Task prompt »
What is needed here is a word-for-word copy of all the entries below.

Input material »

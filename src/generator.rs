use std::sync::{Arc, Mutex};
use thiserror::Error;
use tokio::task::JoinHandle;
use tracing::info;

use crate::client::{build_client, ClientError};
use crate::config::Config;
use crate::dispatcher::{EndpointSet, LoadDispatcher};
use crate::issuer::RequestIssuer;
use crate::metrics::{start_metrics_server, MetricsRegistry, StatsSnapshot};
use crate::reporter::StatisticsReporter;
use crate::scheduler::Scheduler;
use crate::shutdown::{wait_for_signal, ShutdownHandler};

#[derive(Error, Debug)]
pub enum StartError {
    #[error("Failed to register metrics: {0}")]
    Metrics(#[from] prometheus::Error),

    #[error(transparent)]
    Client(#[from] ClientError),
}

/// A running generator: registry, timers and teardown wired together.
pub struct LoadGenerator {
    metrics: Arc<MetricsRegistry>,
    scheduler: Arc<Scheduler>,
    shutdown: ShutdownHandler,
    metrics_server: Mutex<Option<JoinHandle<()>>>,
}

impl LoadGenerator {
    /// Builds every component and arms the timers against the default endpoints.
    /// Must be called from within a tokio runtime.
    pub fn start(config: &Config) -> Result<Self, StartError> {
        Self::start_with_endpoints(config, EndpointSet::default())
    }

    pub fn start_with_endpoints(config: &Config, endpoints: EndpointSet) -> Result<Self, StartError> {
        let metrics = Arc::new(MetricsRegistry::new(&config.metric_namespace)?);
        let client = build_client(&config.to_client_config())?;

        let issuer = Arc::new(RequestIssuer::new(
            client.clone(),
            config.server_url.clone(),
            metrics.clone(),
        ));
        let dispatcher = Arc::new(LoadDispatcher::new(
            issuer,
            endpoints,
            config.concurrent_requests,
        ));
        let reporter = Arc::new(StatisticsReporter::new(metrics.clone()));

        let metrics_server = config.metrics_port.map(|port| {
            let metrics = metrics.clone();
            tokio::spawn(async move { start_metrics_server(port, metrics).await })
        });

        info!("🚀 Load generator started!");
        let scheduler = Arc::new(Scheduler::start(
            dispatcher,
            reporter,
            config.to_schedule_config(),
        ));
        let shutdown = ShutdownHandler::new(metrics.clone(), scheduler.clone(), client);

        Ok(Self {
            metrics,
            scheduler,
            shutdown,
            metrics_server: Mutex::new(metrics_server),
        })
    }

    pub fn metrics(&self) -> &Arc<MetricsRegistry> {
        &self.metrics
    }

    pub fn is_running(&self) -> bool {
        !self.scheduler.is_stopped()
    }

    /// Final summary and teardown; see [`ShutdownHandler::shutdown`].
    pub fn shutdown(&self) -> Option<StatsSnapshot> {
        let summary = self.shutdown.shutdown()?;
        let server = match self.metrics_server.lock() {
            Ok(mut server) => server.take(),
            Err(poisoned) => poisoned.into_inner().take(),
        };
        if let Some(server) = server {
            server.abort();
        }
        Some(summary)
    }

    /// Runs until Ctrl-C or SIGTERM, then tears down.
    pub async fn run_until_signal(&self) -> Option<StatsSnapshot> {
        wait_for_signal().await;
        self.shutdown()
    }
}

Output of the exercise »
filename src/generator.rs
use std::sync::{Arc, Mutex};
use thiserror::Error;
use tokio::task::JoinHandle;
use tracing::info;

use crate::client::{build_client, ClientError};
use crate::config::Config;
use crate::dispatcher::{EndpointSet, LoadDispatcher};
use crate::issuer::RequestIssuer;
use crate::metrics::{start_metrics_server, MetricsRegistry, StatsSnapshot};
use crate::reporter::StatisticsReporter;
use crate::scheduler::Scheduler;
use crate::shutdown::{wait_for_signal, ShutdownHandler};

#[derive(Error, Debug)]
pub enum StartError {
    #[error("Failed to register metrics: {0}")]
    Metrics(#[from] prometheus::Error),

    #[error(transparent)]
    Client(#[from] ClientError),
}

/// A running generator: registry, timers and teardown wired together.
pub struct LoadGenerator {
    metrics: Arc<MetricsRegistry>,
    scheduler: Arc<Scheduler>,
    shutdown: ShutdownHandler,
    metrics_server: Mutex<Option<JoinHandle<()>>>,
}

impl LoadGenerator {
    /// Builds every component and arms the timers against the default endpoints.
    /// Must be called from within a tokio runtime.
    pub fn start(config: &Config) -> Result<Self, StartError> {
        Self::start_with_endpoints(config, EndpointSet::default())
    }

    pub fn start_with_endpoints(config: &Config, endpoints: EndpointSet) -> Result<Self, StartError> {
        let metrics = Arc::new(MetricsRegistry::new(&config.metric_namespace)?);
        let client = build_client(&config.to_client_config())?;

        let issuer = Arc::new(RequestIssuer::new(
            client.clone(),
            config.server_url.clone(),
            metrics.clone(),
        ));
        let dispatcher = Arc::new(LoadDispatcher::new(
            issuer,
            endpoints,
            config.concurrent_requests,
        ));
        let reporter = Arc::new(StatisticsReporter::new(metrics.clone()));

        let metrics_server = config.metrics_port.map(|port| {
            let metrics = metrics.clone();
            tokio::spawn(async move { start_metrics_server(port, metrics).await })
        });

        info!("🚀 Load generator started!");
        let scheduler = Arc::new(Scheduler::start(
            dispatcher,
            reporter,
            config.to_schedule_config(),
        ));
        let shutdown = ShutdownHandler::new(metrics.clone(), scheduler.clone(), client);

        Ok(Self {
            metrics,
            scheduler,
            shutdown,
            metrics_server: Mutex::new(metrics_server),
        })
    }

    pub fn metrics(&self) -> &Arc<MetricsRegistry> {
        &self.metrics
    }

    pub fn is_running(&self) -> bool {
        !self.scheduler.is_stopped()
    }

    /// Final summary and teardown; see [`ShutdownHandler::shutdown`].
    pub fn shutdown(&self) -> Option<StatsSnapshot> {
        let summary = self.shutdown.shutdown()?;
        let server = match self.metrics_server.lock() {
            Ok(mut server) => server.take(),
            Err(poisoned) => poisoned.into_inner().take(),
        };
        if let Some(server) = server {
            server.abort();
        }
        Some(summary)
    }

    /// Runs until Ctrl-C or SIGTERM, then tears down.
    pub async fn run_until_signal(&self) -> Option<StatsSnapshot> {
        wait_for_signal().await;
        self.shutdown()
    }
}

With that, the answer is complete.